Case Report Open Access
Copyright ©The Author(s) 2017. Published by Baishideng Publishing Group Inc. All rights reserved.
World J Gastrointest Endosc. Feb 16, 2017; 9(2): 91-94
Published online Feb 16, 2017. doi: 10.4253/wjge.v9.i2.91
Successful endoscopic fragmentation of large hardened fecaloma using jumbo forceps
Yasumasa Matsuo, Hiroshi Yasuda, Hiroyasu Nakano, Miki Hattori, Midori Ozawa, Yoshinori Sato, Yoshiko Ikeda, Shun-Ichiro Ozawa, Masaki Yamashita, Hiroyuki Yamamoto, Fumio Itoh, Division of Gastroenterology and Hepatology, Department of Internal Medicine, St. Marianna University School of Medicine, Kanagawa 216-8511, Japan
Author contributions: Matsuo Y and Yasuda H designed the report; Matsuo Y, Nakano H, Hattori M, Ozawa M, Sato Y, Ozawa SI, Yamashita M and Yamamoto H were attending doctors for the patient; Itoh F organized the report; Matsuo Y wrote the paper.
Institutional review board statement: Because present report is not a clinical study, this report was not reviewed by the institutional review board.
Informed consent statement: Written informed consent for endoscopic intervention was obtained from the patient and patient’s families.
Conflict-of-interest statement: Authors have no conflict of interest.
Open-Access: This article is an open-access article which was selected by an in-house editor and fully peer-reviewed by external reviewers. It is distributed in accordance with the Creative Commons Attribution Non Commercial (CC BY-NC 4.0) license, which permits others to distribute, remix, adapt, build upon this work non-commercially, and license their derivative works on different terms, provided the original work is properly cited and the use is non-commercial. See: http://creativecommons.org/licenses/by-nc/4.0/
Correspondence to: Yasumasa Matsuo, MD, Division of Gastroenterology and Hepatology, Department of Internal Medicine, St. Marianna University School of Medicine, 2-16-1 Sugao, Miyamae-ku, Kawasaki City, Kanagawa 216-8511, Japan. yasumasa_matsuo@marianna-u.ac.jp
Telephone: +81-44-9778111 Fax: +81-44-9750608
Received: July 2, 2016
Peer-review started: July 4, 2016
First decision: August 22, 2016
Revised: September 27, 2016
Accepted: October 22, 2016
Article in press: October 24, 2016
Published online: February 16, 2017

Abstract

We present a rare case of fecaloma, 7 cm in size, in the setting of systemic scleroderma. A colonoscopy revealed a giant brown fecaloma occupying the lumen of the colon and a colonic ulcer that was caused by the fecaloma. The surface of the fecaloma was hard, large and slippery, and fragmentation was not possible despite the use of various devices, including standard biopsy forceps, an injection needle, and a snare. However, jumbo forceps were able to shave the surface of the fecaloma and break it successfully by repeated biting for 6 h over 2 d. The ability of the jumbo forceps to collect large mucosal samples was also appropriate for achieving fragmentation of the giant fecaloma.

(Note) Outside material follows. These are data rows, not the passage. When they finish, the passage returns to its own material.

use serde::{Deserialize, Serialize};

use crate::catalog::PlacementRecord;
use crate::persistence::world::WorldMap;
use crate::prelude::{SceneError, SceneResult};

pub const SNAPSHOT_MAGIC: &[u8; 8] = b"HRZSCENE";
pub const SNAPSHOT_VERSION: u16 = 1;
/// Type tag for `SceneSnapshot`; the only payload kind a scene file may hold.
pub const SNAPSHOT_KIND: u8 = 1;

const HEADER_LEN: usize = SNAPSHOT_MAGIC.len() + 2 + 1;

/// Serialized world map plus the placements needed to rebuild placed objects
/// after a restore.
#[derive(Debug, Clone, PartialEq, Serialize, Deserialize)]
#[serde(deny_unknown_fields)]
pub struct SceneSnapshot {
    pub world_map: WorldMap,
    pub placements: Vec<PlacementRecord>,
}

impl SceneSnapshot {
    pub fn new(world_map: WorldMap, placements: Vec<PlacementRecord>) -> Self {
        Self {
            world_map,
            placements,
        }
    }

    /// `magic | version (u16 LE) | kind (u8) | JSON body`
    ///
    /// Maps holding NaN or infinite coordinates are refused; JSON would
    /// store them as `null` and the file could never be decoded.
    pub fn encode(&self) -> SceneResult<Vec<u8>> {
        if let Some(field) = non_finite_field(&self.world_map) {
            return Err(SceneError::Serialization(format!(
                "world map {} is not finite",
                field
            )));
        }
        let body =
            serde_json::to_vec(self).map_err(|err| SceneError::Serialization(err.to_string()))?;
        let mut bytes = Vec::with_capacity(HEADER_LEN + body.len());
        bytes.extend_from_slice(SNAPSHOT_MAGIC);
        bytes.extend_from_slice(&SNAPSHOT_VERSION.to_le_bytes());
        bytes.push(SNAPSHOT_KIND);
        bytes.extend_from_slice(&body);
        Ok(bytes)
    }

    /// Decodes strictly: foreign magic, any other version or kind, and
    /// bodies with missing or unknown fields are all rejected.
    pub fn decode(bytes: &[u8]) -> SceneResult<Self> {
        if bytes.len() < HEADER_LEN {
            return Err(SceneError::Deserialization(format!(
                "snapshot is {} bytes, shorter than its header",
                bytes.len()
            )));
        }

        let (magic, rest) = bytes.split_at(SNAPSHOT_MAGIC.len());
        if magic != SNAPSHOT_MAGIC {
            return Err(SceneError::Deserialization(
                "not a scene snapshot (bad magic)".into(),
            ));
        }

        let version = u16::from_le_bytes([rest[0], rest[1]]);
        if version != SNAPSHOT_VERSION {
            return Err(SceneError::Deserialization(format!(
                "unsupported snapshot version {} (expected {})",
                version, SNAPSHOT_VERSION
            )));
        }

        let kind = rest[2];
        if kind != SNAPSHOT_KIND {
            return Err(SceneError::Deserialization(format!(
                "unexpected payload kind {}",
                kind
            )));
        }

        serde_json::from_slice(&rest[3..]).map_err(|err| SceneError::Deserialization(err.to_string()))
    }
}

fn non_finite_field(map: &WorldMap) -> Option<String> {
    let finite = |values: &[f32]| values.iter().all(|value| value.is_finite());
    if !finite(&map.center) {
        return Some("center".into());
    }
    if !finite(&map.extent) {
        return Some("extent".into());
    }
    if let Some(anchor) = map.anchors.iter().find(|anchor| !finite(&anchor.transform.0)) {
        return Some(format!("anchor {} transform", anchor.id));
    }
    map.feature_points
        .iter()
        .position(|point| !finite(point))
        .map(|index| format!("feature point {}", index))
}

#[cfg(test)]
mod tests {
    use super::*;
    use crate::catalog::{Anchor, AnchorId, CatalogModel, ModelCategory, PlacementId, Transform};
    use crate::prelude::ErrorKind;

    fn sample() -> SceneSnapshot {
        let anchor = Anchor::new(AnchorId("a-1".into()), Transform::from_translation(0.5, 0.0, -1.25));
        let world_map = WorldMap {
            center: [0.0, 0.0, -1.0],
            extent: [4.0, 2.5, 4.0],
            anchors: vec![anchor],
            feature_points: vec![[0.25, 0.0, -1.0], [1.0, 0.5, -2.0]],
        };
        let placements = vec![PlacementRecord {
            id: PlacementId(0),
            model: CatalogModel::new("m-1", "swan_chair", ModelCategory::Chair),
            anchor: Some(AnchorId("a-1".into())),
        }];
        SceneSnapshot::new(world_map, placements)
    }

    #[test]
    fn encoded_snapshot_starts_with_versioned_header() {
        let bytes = sample().encode().unwrap();
        assert_eq!(&bytes[..8], SNAPSHOT_MAGIC);
        assert_eq!(u16::from_le_bytes([bytes[8], bytes[9]]), SNAPSHOT_VERSION);
        assert_eq!(bytes[10], SNAPSHOT_KIND);
        assert_eq!(SceneSnapshot::decode(&bytes).unwrap(), sample());
    }

    #[test]
    fn non_finite_coordinates_are_not_encoded() {
        let mut snapshot = sample();
        snapshot.world_map.anchors[0].transform = Transform::from_translation(f32::NAN, 0.0, 0.0);
        let err = snapshot.encode().unwrap_err();
        assert_eq!(err.kind(), ErrorKind::Serialization);
        assert!(err.to_string().contains("a-1"));

        let mut snapshot = sample();
        snapshot.world_map.feature_points[1][2] = f32::NEG_INFINITY;
        assert_eq!(snapshot.encode().unwrap_err().kind(), ErrorKind::Serialization);

        let mut snapshot = sample();
        snapshot.world_map.extent[0] = f32::INFINITY;
        assert_eq!(snapshot.encode().unwrap_err().kind(), ErrorKind::Serialization);
    }

    #[test]
    fn future_version_is_rejected() {
        let mut bytes = sample().encode().unwrap();
        bytes[8..10].copy_from_slice(&2u16.to_le_bytes());
        let err = SceneSnapshot::decode(&bytes).unwrap_err();
        assert_eq!(err.kind(), ErrorKind::Deserialization);
    }

    #[test]
    fn foreign_payloads_are_rejected() {
        let mut wrong_kind = sample().encode().unwrap();
        wrong_kind[10] = 7;
        assert!(SceneSnapshot::decode(&wrong_kind).is_err());

        assert!(SceneSnapshot::decode(b"{\"world_map\":{}}").is_err());
        assert!(SceneSnapshot::decode(b"HRZ").is_err());
        assert!(SceneSnapshot::decode(&[]).is_err());
    }

    #[test]
    fn body_of_another_type_is_rejected() {
        let mut bytes = Vec::new();
        bytes.extend_from_slice(SNAPSHOT_MAGIC);
        bytes.extend_from_slice(&SNAPSHOT_VERSION.to_le_bytes());
        bytes.push(SNAPSHOT_KIND);
        bytes.extend_from_slice(
            br#"{"world_map":{"center":[0,0,0],"extent":[0,0,0],"anchors":[],"feature_points":[]},"placements":[],"script":"rm -rf"}"#,
        );
        let err = SceneSnapshot::decode(&bytes).unwrap_err();
        assert_eq!(err.kind(), ErrorKind::Deserialization);
    }
}
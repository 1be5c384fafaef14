use log::{debug, info, warn};

/// Component-scoped front for the `log` facade.
#[derive(Debug, Clone, Copy, PartialEq, Eq)]
pub struct LogManager {
    component: &'static str,
}

impl LogManager {
    pub fn new(component: &'static str) -> Self {
        Self { component }
    }

    pub fn record(&self, message: &str) {
        info!("[{}] {}", self.component, message);
    }

    pub fn debug(&self, message: &str) {
        debug!("[{}] {}", self.component, message);
    }

    pub fn warn(&self, message: &str) {
        warn!("[{}] {}", self.component, message);
    }
}

impl Default for LogManager {
    fn default() -> Self {
        Self::new("placement")
    }
}
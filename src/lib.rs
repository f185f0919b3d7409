// The binary reaches everything through the library crate so integration
// tests exercise the same code paths.
pub mod cli;
pub mod commands;
pub mod config;
pub mod core;
pub mod shell;
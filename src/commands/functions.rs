use crate::core::symbols::{self, SymbolKind};

/// One line per symbol: name, then its kind and arity.
pub fn render() -> String {
    let mut out = String::new();
    for info in symbols::collect_symbols() {
        let kind = match (info.kind, info.arity) {
            (SymbolKind::Function, Some(n)) => format!("function/{}", n),
            (SymbolKind::Function, None) => "function".to_string(),
            (SymbolKind::Constant, _) => "constant".to_string(),
        };
        out.push_str(&format!("{:<8}{}\n", info.name, kind));
    }
    out
}

pub fn main() -> anyhow::Result<()> {
    print!("{}", render());
    Ok(())
}
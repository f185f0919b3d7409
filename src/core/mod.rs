//! Core module tree: formula compiler and quadrature engine.

#[macro_use]
pub mod debug; // gated debug logging (QUADCALC_DEBUG=1) provides debug_log! macro

pub mod ast;
pub mod compiler;
pub mod diagnostics;
pub mod error;
pub mod ir;
pub mod lexer;
pub mod lowering;
pub mod parser;
pub mod quadrature;
pub mod semantic_analyzer;
pub mod symbols;
pub mod token;
pub mod vm;

pub use compiler::{compile, Compiler, Formula};
pub use error::CoreError;
pub use quadrature::{integrate, integrate_named, Interval, Rule};
pub use token::TokenKind; // Token itself stays behind the compiler API
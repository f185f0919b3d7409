use crate::core::compiler::Compiler;
use crate::core::error::CoreError;

/// Fully parenthesized parse tree; names are not checked.
pub fn render(formula: &str) -> Result<String, CoreError> {
    Ok(Compiler::new().parse(formula)?.to_string())
}

pub fn main(formula: &str, pretty: bool) -> anyhow::Result<i32> {
    match render(formula) {
        Ok(out) => {
            println!("{}", out);
            Ok(0)
        }
        Err(err) => {
            super::integrate::report_formula_error(formula, &err, pretty);
            Ok(2)
        }
    }
}

#[cfg(test)]
mod tests {
    use super::*;

    #[test]
    fn shows_grouping() {
        insta::assert_snapshot!(render("-x**2 + sin(x)/2").unwrap(), @"((-(x ** 2)) + (sin(x) / 2))");
        insta::assert_snapshot!(render("2**-1*3").unwrap(), @"((2 ** (-1)) * 3)");
    }

    #[test]
    fn unknown_names_still_parse() {
        assert_eq!(render("y + 1").unwrap(), "(y + 1)");
    }
}
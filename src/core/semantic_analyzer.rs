// src/core/semantic_analyzer.rs
//! Name resolution checks:
//! - every identifier is the formula variable or a known symbol
//! - constants and the variable are never called
//! - functions are always called, with their exact arity

use crate::core::ast::Expr;
use crate::core::error::CoreError;
use crate::core::symbols::{self, Symbol};

pub struct SemanticAnalyzer<'v> {
    variable: &'v str,
    diags: Vec<CoreError>,
}

impl<'v> SemanticAnalyzer<'v> {
    pub fn new(variable: &'v str) -> Self {
        Self { variable, diags: Vec::new() }
    }

    /// Fails with the first problem in source order.
    pub fn analyze(&mut self, ast: &Expr) -> Result<(), CoreError> {
        match self.analyze_all(ast).into_iter().next() {
            Some(err) => Err(err),
            None => Ok(()),
        }
    }

    /// Every problem found, in source order.
    pub fn analyze_all(&mut self, ast: &Expr) -> Vec<CoreError> {
        self.diags.clear();
        let mut found = Vec::new();
        ast.walk(&mut |node| {
            if let Some(err) = self.check(node) {
                found.push(err);
            }
        });
        self.diags = found;
        self.diags.clone()
    }

    fn check(&self, node: &Expr) -> Option<CoreError> {
        match node {
            Expr::Identifier { name, line, column } => {
                if name == self.variable {
                    return None;
                }
                match symbols::lookup(name) {
                    Some(Symbol::Constant(_)) => None,
                    Some(sym) => Some(invalid_call(
                        name,
                        &format!("must be called with {} argument(s)", sym.arity().unwrap_or(0)),
                        *line,
                        *column,
                    )),
                    None => Some(CoreError::UndefinedName { name: name.clone(), line: *line, column: *column }),
                }
            }
            Expr::Call { name, line, column, args } => {
                if name == self.variable {
                    return Some(invalid_call(name, "is the variable and cannot be called", *line, *column));
                }
                match symbols::lookup(name) {
                    None => Some(CoreError::UndefinedName { name: name.clone(), line: *line, column: *column }),
                    Some(Symbol::Constant(_)) => {
                        Some(invalid_call(name, "is a constant and cannot be called", *line, *column))
                    }
                    Some(sym) => {
                        let expected = sym.arity().unwrap_or(0);
                        (args.len() != expected).then(|| {
                            invalid_call(
                                name,
                                &format!("expects {} argument(s), got {}", expected, args.len()),
                                *line,
                                *column,
                            )
                        })
                    }
                }
            }
            Expr::Number(_) | Expr::Unary { .. } | Expr::Binary { .. } => None,
        }
    }
}

fn invalid_call(name: &str, reason: &str, line: usize, column: usize) -> CoreError {
    CoreError::InvalidCall { name: name.to_string(), reason: reason.to_string(), line, column }
}
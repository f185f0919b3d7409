use std::io::Write;
use std::process::{Command, Output, Stdio};

fn bin() -> String {
    // Cargo sets this for bin targets in integration tests
    env!("CARGO_BIN_EXE_quadcalc").to_string()
}

/// Command isolated from the user's config and terminal colors.
fn quadcalc(home: &std::path::Path) -> Command {
    let mut cmd = Command::new(bin());
    cmd.env("HOME", home).env("USERPROFILE", home).env("NO_COLOR", "1").env_remove("QUADCALC_DEBUG");
    cmd
}

fn stdout(out: &Output) -> String {
    String::from_utf8_lossy(&out.stdout).into_owned()
}

fn stderr(out: &Output) -> String {
    String::from_utf8_lossy(&out.stderr).into_owned()
}

#[test]
fn integrate_prints_both_rules() {
    let home = tempfile::tempdir().unwrap();
    let output = quadcalc(home.path())
        .args(["integrate", "x", "--from", "0", "--to", "2", "-n", "4"])
        .output()
        .expect("run");
    assert!(output.status.success(), "stderr:\n{}", stderr(&output));
    assert_eq!(stdout(&output), "Midpoint rule: 2.0\nTrapezoidal rule: 2.0\n");
}

#[test]
fn integrate_accepts_leading_minus_everywhere() {
    let home = tempfile::tempdir().unwrap();
    let output = quadcalc(home.path())
        .args(["integrate", "-x**2", "--from", "-1", "--to", "1", "-n", "2", "--rule", "trapezoidal"])
        .output()
        .expect("run");
    assert!(output.status.success(), "stderr:\n{}", stderr(&output));
    assert_eq!(stdout(&output), "Trapezoidal rule: -1.0\n");
}

#[test]
fn integrate_json_report() {
    let home = tempfile::tempdir().unwrap();
    let output = quadcalc(home.path())
        .args(["integrate", "1/x", "-a", "0", "-b", "1", "-n", "10", "--json"])
        .output()
        .expect("run");
    assert!(output.status.success(), "stderr:\n{}", stderr(&output));
    let report: serde_json::Value = serde_json::from_str(&stdout(&output)).expect("valid json");
    assert_eq!(report["n"], 10);
    assert_eq!(report["variable"], "x");
    assert_eq!(report["results"][0]["rule"], "midpoint");
    assert!(report["results"][0]["value"].is_f64());
    assert_eq!(report["results"][1]["rule"], "trapezoidal");
    assert!(report["results"][1]["value"].is_null());
    assert_eq!(report["results"][1]["display"], "inf");
}

#[test]
fn bad_inputs_exit_with_code_two() {
    let home = tempfile::tempdir().unwrap();
    let output = quadcalc(home.path())
        .args(["integrate", "x + y", "--from", "0", "--to", "1"])
        .output()
        .expect("run");
    assert_eq!(output.status.code(), Some(2));
    let err = stderr(&output);
    assert!(err.contains("Undefined Name: 'y' at 1:5"), "{err}");
    assert!(err.contains("available: cos, sin"), "{err}");

    let output = quadcalc(home.path())
        .args(["integrate", "x", "--from", "1", "--to", "0"])
        .output()
        .expect("run");
    assert_eq!(output.status.code(), Some(2));
    assert!(stderr(&output).contains("a must be less than or equal to b"));
    assert!(!stderr(&output).contains("available:"));
}

#[test]
fn pretty_errors_draw_a_caret() {
    let home = tempfile::tempdir().unwrap();
    let output = quadcalc(home.path())
        .args(["--pretty-errors", "integrate", "x + y", "--from", "0", "--to", "1"])
        .output()
        .expect("run");
    assert_eq!(output.status.code(), Some(2));
    let err = stderr(&output);
    assert!(err.contains("--> formula:1:5"), "{err}");
    assert!(err.contains("   1 | x + y"), "{err}");
}

#[test]
fn config_file_supplies_defaults() {
    let home = tempfile::tempdir().unwrap();
    let cfg = home.path().join("calc.toml");
    std::fs::write(&cfg, "variable = \"t\"\nprecision = 2\ndefault_n = 4\n").unwrap();
    let output = quadcalc(home.path())
        .arg("--config")
        .arg(&cfg)
        .args(["integrate", "t", "--from", "0", "--to", "1", "--rule", "midpoint"])
        .output()
        .expect("run");
    assert!(output.status.success(), "stderr:\n{}", stderr(&output));
    assert_eq!(stdout(&output), "Midpoint rule: 0.50\n");

    std::fs::write(&cfg, "default_n = 0\n").unwrap();
    let output = quadcalc(home.path()).arg("--config").arg(&cfg).arg("functions").output().expect("run");
    assert!(!output.status.success());
    assert!(stderr(&output).contains("default_n must be positive"));
}

#[test]
fn functions_tokens_and_ast() {
    let home = tempfile::tempdir().unwrap();
    let output = quadcalc(home.path()).arg("functions").output().expect("run");
    assert!(output.status.success());
    assert!(stdout(&output).contains("gcd     function/2\n"));

    let output = quadcalc(home.path()).args(["tokens", "x**2"]).output().expect("run");
    assert!(output.status.success());
    assert!(stdout(&output).starts_with("1:1  identifier 'x'\n1:2  '**'\n"));

    let output = quadcalc(home.path()).args(["ast", "-x**2"]).output().expect("run");
    assert!(output.status.success());
    assert_eq!(stdout(&output), "(-(x ** 2))\n");

    let output = quadcalc(home.path()).args(["ast", "x +"]).output().expect("run");
    assert_eq!(output.status.code(), Some(2));
}

#[test]
fn shell_reads_piped_stdin() {
    let home = tempfile::tempdir().unwrap();
    let mut child = quadcalc(home.path())
        .stdin(Stdio::piped())
        .stdout(Stdio::piped())
        .stderr(Stdio::piped())
        .spawn()
        .expect("failed to start shell");
    {
        let stdin = child.stdin.as_mut().expect("stdin");
        write!(stdin, "x\n0\n1\n2\nq\n").unwrap();
    }
    let output = child.wait_with_output().expect("shell run");
    assert!(output.status.success(), "stderr:\n{}", stderr(&output));
    let out = stdout(&output);
    assert!(out.contains("Enter a formula in terms of x: "), "{out}");
    assert!(out.contains("Midpoint rule: 0.5\nTrapezoidal rule: 0.5\n"), "{out}");
}

#[test]
fn shell_ends_cleanly_at_end_of_input() {
    let home = tempfile::tempdir().unwrap();
    let output = quadcalc(home.path()).arg("shell").stdin(Stdio::null()).output().expect("run");
    assert!(output.status.success(), "stderr:\n{}", stderr(&output));
}
//! Bound formula IR: names are resolved, only the variable remains free.

use crate::core::ast::{BinaryOp, UnaryOp};

#[derive(Debug, Clone)]
pub enum Node {
    Const(f64),
    Var,
    Unary(UnaryOp, Box<Node>),
    Binary(BinaryOp, Box<Node>, Box<Node>),
    Call1(&'static str, fn(f64) -> f64, Box<Node>),
    Call2(&'static str, fn(f64, f64) -> f64, Box<Node>, Box<Node>),
}

impl Node {
    pub fn is_const(&self) -> bool {
        matches!(self, Node::Const(_))
    }

    /// Number of nodes, for debug output.
    pub fn size(&self) -> usize {
        match self {
            Node::Const(_) | Node::Var => 1,
            Node::Unary(_, a) | Node::Call1(_, _, a) => 1 + a.size(),
            Node::Binary(_, a, b) | Node::Call2(_, _, a, b) => 1 + a.size() + b.size(),
        }
    }
}
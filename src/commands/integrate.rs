use colored::Colorize;
use serde::Serialize;

use crate::config::Config;
use crate::core::compiler::{Compiler, Formula};
use crate::core::diagnostics;
use crate::core::error::CoreError;
use crate::core::quadrature::{self, Interval, Rule};
use crate::core::symbols;
use crate::shell::format_value;

#[derive(Debug, Serialize)]
pub struct RuleResult {
    pub rule: Rule,
    /// `null` in JSON when the result is not finite.
    pub value: f64,
    pub display: String,
}

#[derive(Debug, Serialize)]
pub struct Report {
    pub formula: String,
    pub variable: String,
    pub a: f64,
    pub b: f64,
    pub n: usize,
    pub results: Vec<RuleResult>,
}

impl Report {
    pub fn to_text(&self) -> String {
        self.results
            .iter()
            .map(|r| format!("{}: {}\n", r.rule.label(), r.display))
            .collect()
    }
}

/// Validates inputs, compiles and integrates with every requested rule.
/// Without `n` the configured `default_n` is used.
pub fn compute(
    formula: &str,
    a: f64,
    b: f64,
    n: Option<i64>,
    rules: &[Rule],
    cfg: &Config,
) -> Result<Report, CoreError> {
    let interval = Interval::new(a, b)?;
    let n = match n {
        Some(n) => n,
        None => i64::try_from(cfg.default_n).map_err(|_| CoreError::input_range("default_n is too large"))?,
    };
    let n = quadrature::subdivisions(n)?;
    let f: Formula = Compiler::with_variable(&cfg.variable).compile(formula)?;
    let mut results = Vec::with_capacity(rules.len());
    for &rule in rules {
        let value = quadrature::integrate(|x| f.eval(x), interval.a, interval.b, n, rule)?;
        results.push(RuleResult { rule, value, display: format_value(value, cfg.precision) });
    }
    Ok(Report {
        formula: formula.to_string(),
        variable: f.variable().to_string(),
        a: interval.a,
        b: interval.b,
        n,
        results,
    })
}

/// Writes a formula error to stderr, pretty or plain, plus the vocabulary hint.
pub fn report_formula_error(formula: &str, err: &CoreError, pretty: bool) {
    if pretty {
        eprint!("{}", diagnostics::render_core_error(formula, err));
    } else {
        eprintln!("{} {}", "error:".bright_red().bold(), err);
    }
    if err.is_formula_error() {
        eprintln!("{} {}", "available:".bright_blue(), symbols::joined_names());
    }
}

/// Returns the process exit code: 0 on success, 2 on bad input.
#[allow(clippy::too_many_arguments)]
pub fn main(
    formula: &str,
    a: f64,
    b: f64,
    n: Option<i64>,
    rules: &[Rule],
    json: bool,
    pretty: bool,
    cfg: &Config,
) -> anyhow::Result<i32> {
    match compute(formula, a, b, n, rules, cfg) {
        Ok(report) => {
            if json {
                println!("{}", serde_json::to_string_pretty(&report)?);
            } else {
                print!("{}", report.to_text());
            }
            Ok(0)
        }
        Err(err) => {
            report_formula_error(formula, &err, pretty);
            Ok(2)
        }
    }
}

Key Words: Fecaloma, Jumbo biopsy forceps, Systemic scleroderma, Mixed connective tissue disease

Core tip: A fecaloma can potentially cause intestinal obstruction or perforation. Reduced colonic peristaltic activity is present in systemic scleroderma and can lead to the formation of fecalomas, which are typically treated by surgery. Jumbo forceps, which have larger cups than standard capacity biopsy forceps, can collect large samples and have increased efficacy in diagnosis. To the best of our knowledge, this is the first case report of fecaloma cured by endoscopic fragmentation with jumbo forceps.



INTRODUCTION

A fecaloma is a hardened mass of food, discarded gastrointestinal cells, and digestive juice, which can become lodged in the gastrointestinal tract. A giant fecaloma must be removed because it can potentially cause intestinal obstruction, megacolon, and gastrointestinal perforation. Surgical removal is required if a fecaloma cannot be removed endoscopically. We report the successful fragmentation and removal of an extremely hardened fecaloma using jumbo forceps in a patient with gastrointestinal motility disorder resulting from mixed connective tissue disease (MCTD).

CASE REPORT

The patient is a 59-year-old woman who was diagnosed with MCTD at the age of 52. She had been largely affected by systemic scleroderma, which resulted in reduced gastrointestinal motility. At 55 years of age, she experienced the onset of superior mesenteric artery (SMA)-like syndrome. Since then, she had received oral drugs, such as a proton-pump inhibitor and prednisolone, and a small amount of water and was provided sustenance with a total parenteral nutrition solution. She presented at our hospital with queasiness and peri-umbilical abdominal pain, which had persisted for 3 mo. She was 159 cm in height and weighed 41 kg.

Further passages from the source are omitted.